Henri Savigny et Alexandre Corréard, rescapés et témoins de premier plan de la tragédie de La Méduse


Commandant le navire, Hugues Du Roy de Chaumareys est un royaliste récemment nommé capitaine par une monarchie plus soucieuse de récompenser ses partisans que d’élever des hommes d’expérience. Louis XVIII a retrouvé le trône depuis peu, suite au retour en force manqué de Napoléon en 1815 ; il tient à valoriser ses soutiens. Et en matière de navigation, Hugues Du Roy de Chaumareys est moins renseigné qu’en fait de promotion de salon. Ignorant les conseils de ses officiers, le capitaine multiplie les erreurs et les négligences ; c’est par temps clair et mer calme que La Méduse fait naufrage le 2 juillet 1816 au large des côtes africaines, prise dans un banc de sable pourtant connu.


Quatre-cent personnes se trouvent à bord : bien plus que ne peuvent en porter les six canots de sauvetage. Après que ces derniers aient été pris d’assaut par le gouverneur, le capitaine et les officiers, les 147 laissés pour compte sont installés sur un radeau de fortune de 15 mètres sur huit, que les responsables des canots proposent de remorquer. On n’en connaîtra jamais les raisons ni les circonstances mais, deux heures après cette aimable promesse, les cordes tirant l’embarcation sont sectionnées. Le désespoir s’empare des occupants du radeau de La Méduse, tandis qu’ils regardent les canots disparaître à l’horizon.


L’aspirant de première classe Jean-Daniel Coudein, jeune homme de 22 ou 23 ans mais plus haut gradé restant sur le radeau, a pris la direction des opérations et fait dresser mât et voile. Il semble que Géricault ne l’ait pas représenté sur son tableau ; l’homme fera cependant partie des rares survivants, connaîtra une brillante carrière dans la Royale et restera dans les mémoires pour avoir été le commandant du radeau de La Méduse.


Les réserves de nourriture ayant été épuisées en à peine une journée, une lutte impitoyable s’engage entre les survivants. La convoitise se porte moins sur les quelques barriques de vin restantes – les réserves d’eau ont été emportées par les vagues -, que sur les meilleures places, au centre du radeau. En effet, les bords sont immergés, et plusieurs passagers mal installés connaissent le même destin que les provisions d’eau.

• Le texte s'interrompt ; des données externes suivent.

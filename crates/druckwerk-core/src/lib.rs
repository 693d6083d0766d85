// SPDX-License-Identifier: PMPL-1.0-or-later
// Copyright (c) 2026 Jonathan D.A. Jewell (hyperpolymath) <jonathan.jewell@open.ac.uk>
//
// Druckwerk — shared domain types and error definitions.

pub mod error;
pub mod types;

pub use error::DruckwerkError;
pub use types::*;
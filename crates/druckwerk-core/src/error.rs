// SPDX-License-Identifier: PMPL-1.0-or-later
// Copyright (c) 2026 Jonathan D.A. Jewell (hyperpolymath) <jonathan.jewell@open.ac.uk>
//
// Unified error types for Druckwerk.
//
// Protocol-level failures (bad attributes, unknown operations, busy
// printers) are NOT errors — they become IPP status codes on the response.
// This enum covers collaborator and infrastructure failures only.

use thiserror::Error;

/// Top-level error type for all Druckwerk operations.
#[derive(Debug, Error)]
pub enum DruckwerkError {
    // -- IPP core --
    #[error("IPP request failed: {0}")]
    IppRequest(String),

    #[error("document transfer failed: {0}")]
    DocumentTransfer(String),

    #[error("unknown PWG media size name: {0}")]
    UnknownMedia(String),

    // -- Job management --
    #[error("job manager error: {0}")]
    JobManager(String),

    // -- Storage / persistence --
    #[error("file I/O error: {0}")]
    Io(#[from] std::io::Error),

    #[error("serialization error: {0}")]
    Serialization(#[from] serde_json::Error),
}

/// Alias used throughout the codebase.
pub type Result<T> = std::result::Result<T, DruckwerkError>;
// SPDX-License-Identifier: PMPL-1.0-or-later
// Copyright (c) 2026 Jonathan D.A. Jewell (hyperpolymath) <jonathan.jewell@open.ac.uk>
//
// Job-template attribute validation.
//
// Every submitted job attribute is checked for syntax and against the
// driver's capabilities.  Checks are independent and all failures are
// gathered into one response, so the client sees every problem at once.

use druckwerk_core::types::{ColorMode, ContentOptimize, Orientation, PrintQuality, Scaling, Sides};

use crate::attr::{
    GroupTag, IppAttribute, IppRequest, IppResponse, ResolutionUnits, StatusCode, ValueTag,
};
use crate::hooks::System;
use crate::printer::Printer;

/// Value tags acceptable for name-valued request attributes.
fn is_name_tag(tag: ValueTag) -> bool {
    matches!(tag, ValueTag::Name | ValueTag::NameLang)
}

/// Value tags acceptable for keyword-or-name request attributes.
fn is_keyword_or_name_tag(tag: ValueTag) -> bool {
    matches!(tag, ValueTag::Keyword | ValueTag::Name | ValueTag::NameLang)
}

/// Validates the job template attributes of a Print-Job, Validate-Job, or
/// Create-Job request.
///
/// On failure the response carries `attributes-or-values-not-supported`
/// (or `not-accepting-jobs`) and the offending attributes in the
/// unsupported group.  When no "job-name" was supplied, a default of
/// "Untitled" is injected into the request's job group so job creation
/// sees a name.
pub fn valid_job_attributes(
    resp: &mut IppResponse,
    printer: &Printer,
    system: &dyn System,
    request: &mut IppRequest,
) -> bool {
    // If a shutdown is pending, do not accept more jobs.
    if system.is_shutdown_pending() {
        resp.respond(
            StatusCode::ServerErrorNotAcceptingJobs,
            "Not accepting new jobs.".to_string(),
        );
        return false;
    }

    let mut valid = valid_document_attributes(resp, printer, request);
    let needs_default_name = request.attr("job-name").is_none();

    {
        let shared = printer.read();
        let driver = &shared.driver;

        if let Some(attr) = request.attr("copies") {
            let value = attr.integer_value().unwrap_or(0);
            if attr.count() != 1
                || attr.value_tag() != ValueTag::Integer
                || !(1..=999).contains(&value)
            {
                resp.unsupported(attr);
                valid = false;
            }
        }

        if let Some(attr) = request.attr("ipp-attribute-fidelity") {
            if attr.count() != 1 || attr.value_tag() != ValueTag::Boolean {
                resp.unsupported(attr);
                valid = false;
            }
        }

        if let Some(attr) = request.attr("job-hold-until") {
            if attr.count() != 1
                || !is_keyword_or_name_tag(attr.value_tag())
                || attr.string() != Some("no-hold")
            {
                resp.unsupported(attr);
                valid = false;
            }
        }

        if let Some(attr) = request.attr("job-impressions") {
            if attr.count() != 1
                || attr.value_tag() != ValueTag::Integer
                || attr.integer_value().unwrap_or(-1) < 0
            {
                resp.unsupported(attr);
                valid = false;
            }
        }

        if let Some(attr) = request.attr("job-name") {
            if attr.count() != 1 || !is_name_tag(attr.value_tag()) {
                resp.unsupported(attr);
                valid = false;
            }
        }

        if let Some(attr) = request.attr("job-priority") {
            let value = attr.integer_value().unwrap_or(0);
            if attr.count() != 1
                || attr.value_tag() != ValueTag::Integer
                || !(1..=100).contains(&value)
            {
                resp.unsupported(attr);
                valid = false;
            }
        }

        if let Some(attr) = request.attr("job-sheets") {
            if attr.count() != 1
                || !is_keyword_or_name_tag(attr.value_tag())
                || attr.string() != Some("none")
            {
                resp.unsupported(attr);
                valid = false;
            }
        }

        if let Some(attr) = request.attr("media") {
            if attr.count() != 1 || !is_keyword_or_name_tag(attr.value_tag()) {
                resp.unsupported(attr);
                valid = false;
            } else if !driver.supports_media(attr.string().unwrap_or_default()) {
                resp.unsupported(attr);
                valid = false;
            }
        }

        if let Some(attr) = request.attr("media-col") {
            if attr.count() != 1 || attr.value_tag() != ValueTag::Collection {
                resp.unsupported(attr);
                valid = false;
            } else if let Some(col) = attr.collection_value() {
                if let Some(member) = col.member("media-size-name") {
                    if member.count() != 1
                        || !is_keyword_or_name_tag(member.value_tag())
                        || !driver.supports_media(member.string().unwrap_or_default())
                    {
                        resp.unsupported(attr);
                        valid = false;
                    }
                } else if let Some(member) = col.member("media-size") {
                    if member.count() != 1 || member.value_tag() != ValueTag::Collection {
                        resp.unsupported(attr);
                        valid = false;
                    } else if let Some(size) = member.collection_value() {
                        let x = size
                            .member("x-dimension")
                            .filter(|m| m.count() == 1 && m.value_tag() == ValueTag::Integer)
                            .and_then(IppAttribute::integer_value);
                        let y = size
                            .member("y-dimension")
                            .filter(|m| m.count() == 1 && m.value_tag() == ValueTag::Integer)
                            .and_then(IppAttribute::integer_value);

                        match (x, y) {
                            (Some(x), Some(y)) if driver.supports_media_size(x, y) => {}
                            _ => {
                                resp.unsupported(attr);
                                valid = false;
                            }
                        }
                    }
                }
            }
        }

        if let Some(attr) = request.attr("multiple-document-handling") {
            let value = attr.string().unwrap_or_default();
            if attr.count() != 1
                || attr.value_tag() != ValueTag::Keyword
                || (value != "separate-documents-uncollated-copies"
                    && value != "separate-documents-collated-copies")
            {
                resp.unsupported(attr);
                valid = false;
            }
        }

        if let Some(attr) = request.attr("orientation-requested") {
            let in_range = attr
                .integer_value()
                .and_then(Orientation::from_value)
                .is_some();
            if attr.count() != 1 || attr.value_tag() != ValueTag::Enum || !in_range {
                resp.unsupported(attr);
                valid = false;
            }
        }

        if let Some(attr) = request.attr("page-ranges") {
            let (lower, upper) = attr.range_value().unwrap_or((0, 0));
            if !driver.page_ranges_supported
                || attr.count() != 1
                || attr.value_tag() != ValueTag::Range
                || lower < 1
                || upper < lower
            {
                resp.unsupported(attr);
                valid = false;
            }
        }

        if let Some(attr) = request.attr("print-color-mode") {
            let mode = attr.string().and_then(ColorMode::from_keyword);
            if attr.count() != 1
                || attr.value_tag() != ValueTag::Keyword
                || !mode.is_some_and(|m| driver.color_supported.intersects(m))
            {
                resp.unsupported(attr);
                valid = false;
            }
        }

        if let Some(attr) = request.attr("print-content-optimize") {
            if attr.count() != 1
                || attr.value_tag() != ValueTag::Keyword
                || attr.string().and_then(ContentOptimize::from_keyword).is_none()
            {
                resp.unsupported(attr);
                valid = false;
            }
        }

        if let Some(attr) = request.attr("print-darkness") {
            let value = attr.integer_value().unwrap_or(i32::MIN);
            if attr.count() != 1
                || attr.value_tag() != ValueTag::Integer
                || !(-100..=100).contains(&value)
                || driver.darkness_supported == 0
            {
                resp.unsupported(attr);
                valid = false;
            }
        }

        if let Some(attr) = request.attr("print-quality") {
            let in_range = attr
                .integer_value()
                .and_then(PrintQuality::from_value)
                .is_some();
            if attr.count() != 1 || attr.value_tag() != ValueTag::Enum || !in_range {
                resp.unsupported(attr);
                valid = false;
            }
        }

        if let Some(attr) = request.attr("print-scaling") {
            if attr.count() != 1
                || attr.value_tag() != ValueTag::Keyword
                || attr.string().and_then(Scaling::from_keyword).is_none()
            {
                resp.unsupported(attr);
                valid = false;
            }
        }

        if let Some(attr) = request.attr("print-speed") {
            let value = attr.integer_value().unwrap_or(i32::MIN);
            let (low, high) = driver.speed_supported;
            if attr.count() != 1
                || attr.value_tag() != ValueTag::Integer
                || value < low
                || value > high
                || high == 0
            {
                resp.unsupported(attr);
                valid = false;
            }
        }

        if let Some(attr) = request.attr("printer-resolution") {
            match attr.resolution_value() {
                Some((x, y, units))
                    if attr.count() == 1
                        && units == ResolutionUnits::PerInch
                        && driver.resolutions.contains(&(x, y)) => {}
                _ => {
                    resp.unsupported(attr);
                    valid = false;
                }
            }
        }

        if let Some(attr) = request.attr("sides") {
            let sides = attr.string().and_then(Sides::from_keyword);
            if attr.count() != 1
                || attr.value_tag() != ValueTag::Keyword
                || !sides.is_some_and(|s| driver.sides_supported.intersects(s))
            {
                resp.unsupported(attr);
                valid = false;
            }
        }
    }

    if needs_default_name {
        request.add(GroupTag::Job, IppAttribute::name_value("job-name", "Untitled"));
    }

    valid
}

/// Checks the operation-group document attributes.
fn valid_document_attributes(
    resp: &mut IppResponse,
    printer: &Printer,
    request: &IppRequest,
) -> bool {
    let mut valid = true;

    if let Some(attr) = request.attr("compression") {
        if attr.count() != 1
            || attr.value_tag() != ValueTag::Keyword
            || attr.string() != Some("none")
        {
            resp.unsupported(attr);
            valid = false;
        }
    }

    if let Some(attr) = request.attr("document-format") {
        let supported = {
            let shared = printer.read();
            attr.string()
                .map(|format| shared.driver.formats.iter().any(|f| f == format))
                .unwrap_or(false)
        };
        if attr.count() != 1 || attr.value_tag() != ValueTag::MimeType || !supported {
            resp.unsupported(attr);
            valid = false;
        }
    }

    if let Some(attr) = request.attr("document-name") {
        if attr.count() != 1 || !is_name_tag(attr.value_tag()) {
            resp.unsupported(attr);
            valid = false;
        }
    }

    valid
}
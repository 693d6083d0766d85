// SPDX-License-Identifier: PMPL-1.0-or-later
// Copyright (c) 2026 Jonathan D.A. Jewell (hyperpolymath) <jonathan.jewell@open.ac.uk>
//
// Collaborator interfaces.
//
// The IPP core does no I/O of its own: job execution, printer ownership,
// and system-wide policy live behind these traits.  Trait methods must not
// re-enter the calling printer's lock unless documented otherwise; the
// dispatcher is careful to drop guards before crossing these seams.

use std::sync::Arc;

use druckwerk_core::error::Result;

use crate::attr::{GroupTag, IppRequest, IppResponse};
use crate::dispatch::Client;
use crate::printer::{Job, Printer};
use crate::project::RequestedAttrs;

/// Outcome of the transport-level authorization check.
#[derive(Debug, Clone, Copy, PartialEq, Eq)]
pub enum Authorization {
    /// The request may proceed.
    Continue,
    /// Authorization failed; respond at the HTTP layer with this status.
    Http(u16),
}

/// A localized strings resource served by the system web layer.
#[derive(Debug, Clone)]
pub struct Resource {
    /// Language tag, e.g. "en" or "de-DE"; `None` for non-strings resources.
    pub language: Option<String>,
    /// Absolute URL path of the resource.
    pub path: String,
}

/// System-wide policy and shared resources.
///
/// The default methods describe a bare single-printer system with no TLS
/// restrictions, no auth service, and nothing localized — test doubles
/// override only what they exercise.
pub trait System: Send + Sync {
    /// `true` once shutdown has been requested; refuses new jobs.
    fn is_shutdown_pending(&self) -> bool {
        false
    }

    fn auth_service_configured(&self) -> bool {
        false
    }

    /// `true` when only "ipps" URIs are served.
    fn tls_only(&self) -> bool {
        false
    }

    /// `true` when TLS is disabled entirely (no "ipps" URIs).
    fn tls_disabled(&self) -> bool {
        false
    }

    /// Authorization decision for mutating operations.
    fn authorize(&self, _client: &Client) -> Authorization {
        Authorization::Continue
    }

    /// Adds the system firmware/version attributes to a response.
    fn export_versions(
        &self,
        _resp: &mut IppResponse,
        _group: GroupTag,
        _requested: Option<&RequestedAttrs>,
    ) {
    }

    /// Signals that printer configuration changed (save-state hook).
    fn config_changed(&self) {}

    /// Snapshot of the shared resource table.  Implementations guard the
    /// table with their own lock; the snapshot keeps the printer-lock /
    /// system-lock ordering trivial for callers.
    fn resources(&self) -> Vec<Resource> {
        Vec::new()
    }
}

/// The job execution pipeline, as visible from the core.
pub trait JobManager: Send + Sync {
    /// Creates a job and registers it with the printer's job indexes.
    /// Returns `None` when job creation is currently refused; the caller
    /// maps that to `server-error-busy`.
    fn create_job(
        &self,
        printer: &Arc<Printer>,
        username: &str,
        format: Option<&str>,
        name: &str,
        request: &IppRequest,
    ) -> Option<Arc<Job>>;

    /// Cancels one job (asynchronous; the job may finish first).
    fn cancel_job(&self, printer: &Arc<Printer>, job: &Arc<Job>);

    /// Cancels every non-terminal job on the printer.
    fn cancel_all_jobs(&self, printer: &Arc<Printer>);

    /// Streams the request document data into the job's spool.
    fn copy_document_data(&self, client: &mut Client, job: &Arc<Job>) -> Result<()>;
}

/// Printer ownership operations the handlers delegate to.  The default
/// methods apply the state transition directly; a real printer manager
/// overrides them to also nudge its scheduler.
pub trait PrinterManager: Send + Sync {
    fn pause(&self, printer: &Arc<Printer>) {
        printer.write().pause();
    }

    fn resume(&self, printer: &Arc<Printer>) {
        printer.write().resume();
    }
}

/// Installer-provided handler for operations outside the dispatch table.
/// Returns `true` if it accepted the request and populated the response.
pub type ExtensionHandler =
    dyn Fn(&Arc<Printer>, &IppRequest, &mut Client, &mut IppResponse) -> bool + Send + Sync;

Henri Savigny et Alexandre Corréard font partie des privilégiés, principalement des officiers et des fonctionnaires, qui tiennent le centre, armes au poing. C’est sur la foi de leur seul témoignage que l’on doit imaginer la suite des événements : pris de folie ou d’excès de boisson, des mutins auraient tenté de détruire le radeau, forçant les hommes armés à éliminer près de 65 personnes. Il semble plus vraisemblable que les officiers aient trouvé un prétexte quelconque pour tuer un maximum de leurs rivaux dans la distribution de vin et d’espace. Treize autres personnes, sélectionnées par le médecin Savigny, sont jetées à la mer après de longs débats de conscience, leur fragilité physique et/ou mentale ayant été invoquée pour légitimer ce geste. Un homme noir nommé Jean- Charles, seul rescapé de condition modeste, exécute les décisions de ses nobles compagnons ; Géricault lui a offert une position privilégiée, au sommet de sa pyramide humaine, poussant certains de ses futurs commentateurs à voir en cette figure un symbole de l’élan des temps nouveaux.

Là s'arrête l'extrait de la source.